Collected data
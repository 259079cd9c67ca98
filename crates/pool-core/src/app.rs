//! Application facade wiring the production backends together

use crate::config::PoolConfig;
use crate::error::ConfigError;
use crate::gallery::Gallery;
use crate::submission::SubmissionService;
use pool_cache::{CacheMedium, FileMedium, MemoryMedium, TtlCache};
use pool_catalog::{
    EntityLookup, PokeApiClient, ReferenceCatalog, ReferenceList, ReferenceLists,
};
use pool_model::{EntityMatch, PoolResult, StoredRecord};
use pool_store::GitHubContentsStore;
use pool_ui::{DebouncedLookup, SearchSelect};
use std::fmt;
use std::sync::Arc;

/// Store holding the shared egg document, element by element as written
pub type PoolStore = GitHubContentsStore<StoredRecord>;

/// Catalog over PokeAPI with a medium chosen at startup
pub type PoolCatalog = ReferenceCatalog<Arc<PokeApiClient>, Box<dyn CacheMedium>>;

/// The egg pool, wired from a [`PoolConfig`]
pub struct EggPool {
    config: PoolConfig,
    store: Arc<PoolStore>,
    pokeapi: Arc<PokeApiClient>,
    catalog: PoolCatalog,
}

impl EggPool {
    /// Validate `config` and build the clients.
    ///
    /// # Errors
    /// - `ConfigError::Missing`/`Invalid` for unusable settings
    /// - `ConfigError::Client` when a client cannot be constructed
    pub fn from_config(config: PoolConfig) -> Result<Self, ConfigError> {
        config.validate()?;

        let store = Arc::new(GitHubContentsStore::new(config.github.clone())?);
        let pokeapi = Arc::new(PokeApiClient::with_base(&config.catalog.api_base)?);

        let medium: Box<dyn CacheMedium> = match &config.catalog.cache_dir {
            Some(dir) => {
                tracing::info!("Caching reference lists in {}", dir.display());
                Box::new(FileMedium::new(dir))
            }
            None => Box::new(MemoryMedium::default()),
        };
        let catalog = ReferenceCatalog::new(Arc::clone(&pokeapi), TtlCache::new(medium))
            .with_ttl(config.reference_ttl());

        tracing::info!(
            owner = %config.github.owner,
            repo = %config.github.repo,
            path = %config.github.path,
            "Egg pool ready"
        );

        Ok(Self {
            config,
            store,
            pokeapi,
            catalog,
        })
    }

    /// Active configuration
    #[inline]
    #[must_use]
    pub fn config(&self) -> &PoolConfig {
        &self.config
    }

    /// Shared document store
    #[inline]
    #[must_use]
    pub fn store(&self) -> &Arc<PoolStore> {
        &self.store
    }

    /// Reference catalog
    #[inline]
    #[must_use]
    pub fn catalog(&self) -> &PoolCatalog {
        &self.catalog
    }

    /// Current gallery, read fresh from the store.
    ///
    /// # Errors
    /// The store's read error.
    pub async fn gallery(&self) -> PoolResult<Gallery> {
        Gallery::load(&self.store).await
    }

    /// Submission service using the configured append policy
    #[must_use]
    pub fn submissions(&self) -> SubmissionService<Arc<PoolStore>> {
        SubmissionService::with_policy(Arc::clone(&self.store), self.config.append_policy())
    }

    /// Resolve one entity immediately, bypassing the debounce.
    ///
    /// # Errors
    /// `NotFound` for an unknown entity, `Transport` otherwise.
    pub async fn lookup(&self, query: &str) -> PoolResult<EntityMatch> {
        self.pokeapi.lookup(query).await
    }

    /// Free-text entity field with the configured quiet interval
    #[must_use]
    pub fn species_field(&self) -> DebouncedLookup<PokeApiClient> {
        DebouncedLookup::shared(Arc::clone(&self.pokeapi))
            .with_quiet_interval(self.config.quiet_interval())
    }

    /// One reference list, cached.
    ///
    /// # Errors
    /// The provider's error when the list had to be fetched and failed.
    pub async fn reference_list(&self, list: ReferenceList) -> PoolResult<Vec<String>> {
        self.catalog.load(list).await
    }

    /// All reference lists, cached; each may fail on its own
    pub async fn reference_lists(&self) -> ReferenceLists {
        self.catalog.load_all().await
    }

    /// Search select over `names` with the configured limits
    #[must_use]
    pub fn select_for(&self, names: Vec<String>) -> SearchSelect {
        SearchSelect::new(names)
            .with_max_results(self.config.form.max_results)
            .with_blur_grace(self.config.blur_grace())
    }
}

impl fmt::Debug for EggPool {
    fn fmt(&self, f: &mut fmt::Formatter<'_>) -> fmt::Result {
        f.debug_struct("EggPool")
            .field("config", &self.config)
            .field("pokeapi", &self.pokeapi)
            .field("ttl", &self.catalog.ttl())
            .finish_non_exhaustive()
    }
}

Requirement:
Each line above should be reproduced exactly, with nothing omitted.

Task response:
repository 259079cd9c67ca98
filename crates/pool-core/src/app.rs
//! Application facade wiring the production backends together

use crate::config::PoolConfig;
use crate::error::ConfigError;
use crate::gallery::Gallery;
use crate::submission::SubmissionService;
use pool_cache::{CacheMedium, FileMedium, MemoryMedium, TtlCache};
use pool_catalog::{
    EntityLookup, PokeApiClient, ReferenceCatalog, ReferenceList, ReferenceLists,
};
use pool_model::{EntityMatch, PoolResult, StoredRecord};
use pool_store::GitHubContentsStore;
use pool_ui::{DebouncedLookup, SearchSelect};
use std::fmt;
use std::sync::Arc;

/// Store holding the shared egg document, element by element as written
pub type PoolStore = GitHubContentsStore<StoredRecord>;

/// Catalog over PokeAPI with a medium chosen at startup
pub type PoolCatalog = ReferenceCatalog<Arc<PokeApiClient>, Box<dyn CacheMedium>>;

/// The egg pool, wired from a [`PoolConfig`]
pub struct EggPool {
    config: PoolConfig,
    store: Arc<PoolStore>,
    pokeapi: Arc<PokeApiClient>,
    catalog: PoolCatalog,
}

impl EggPool {
    /// Validate `config` and build the clients.
    ///
    /// # Errors
    /// - `ConfigError::Missing`/`Invalid` for unusable settings
    /// - `ConfigError::Client` when a client cannot be constructed
    pub fn from_config(config: PoolConfig) -> Result<Self, ConfigError> {
        config.validate()?;

        let store = Arc::new(GitHubContentsStore::new(config.github.clone())?);
        let pokeapi = Arc::new(PokeApiClient::with_base(&config.catalog.api_base)?);

        let medium: Box<dyn CacheMedium> = match &config.catalog.cache_dir {
            Some(dir) => {
                tracing::info!("Caching reference lists in {}", dir.display());
                Box::new(FileMedium::new(dir))
            }
            None => Box::new(MemoryMedium::default()),
        };
        let catalog = ReferenceCatalog::new(Arc::clone(&pokeapi), TtlCache::new(medium))
            .with_ttl(config.reference_ttl());

        tracing::info!(
            owner = %config.github.owner,
            repo = %config.github.repo,
            path = %config.github.path,
            "Egg pool ready"
        );

        Ok(Self {
            config,
            store,
            pokeapi,
            catalog,
        })
    }

    /// Active configuration
    #[inline]
    #[must_use]
    pub fn config(&self) -> &PoolConfig {
        &self.config
    }

    /// Shared document store
    #[inline]
    #[must_use]
    pub fn store(&self) -> &Arc<PoolStore> {
        &self.store
    }

    /// Reference catalog
    #[inline]
    #[must_use]
    pub fn catalog(&self) -> &PoolCatalog {
        &self.catalog
    }

    /// Current gallery, read fresh from the store.
    ///
    /// # Errors
    /// The store's read error.
    pub async fn gallery(&self) -> PoolResult<Gallery> {
        Gallery::load(&self.store).await
    }

    /// Submission service using the configured append policy
    #[must_use]
    pub fn submissions(&self) -> SubmissionService<Arc<PoolStore>> {
        SubmissionService::with_policy(Arc::clone(&self.store), self.config.append_policy())
    }

    /// Resolve one entity immediately, bypassing the debounce.
    ///
    /// # Errors
    /// `NotFound` for an unknown entity, `Transport` otherwise.
    pub async fn lookup(&self, query: &str) -> PoolResult<EntityMatch> {
        self.pokeapi.lookup(query).await
    }

    /// Free-text entity field with the configured quiet interval
    #[must_use]
    pub fn species_field(&self) -> DebouncedLookup<PokeApiClient> {
        DebouncedLookup::shared(Arc::clone(&self.pokeapi))
            .with_quiet_interval(self.config.quiet_interval())
    }

    /// One reference list, cached.
    ///
    /// # Errors
    /// The provider's error when the list had to be fetched and failed.
    pub async fn reference_list(&self, list: ReferenceList) -> PoolResult<Vec<String>> {
        self.catalog.load(list).await
    }

    /// All reference lists, cached; each may fail on its own
    pub async fn reference_lists(&self) -> ReferenceLists {
        self.catalog.load_all().await
    }

    /// Search select over `names` with the configured limits
    #[must_use]
    pub fn select_for(&self, names: Vec<String>) -> SearchSelect {
        SearchSelect::new(names)
            .with_max_results(self.config.form.max_results)
            .with_blur_grace(self.config.blur_grace())
    }
}

impl fmt::Debug for EggPool {
    fn fmt(&self, f: &mut fmt::Formatter<'_>) -> fmt::Result {
        f.debug_struct("EggPool")
            .field("config", &self.config)
            .field("pokeapi", &self.pokeapi)
            .field("ttl", &self.catalog.ttl())
            .finish_non_exhaustive()
    }
}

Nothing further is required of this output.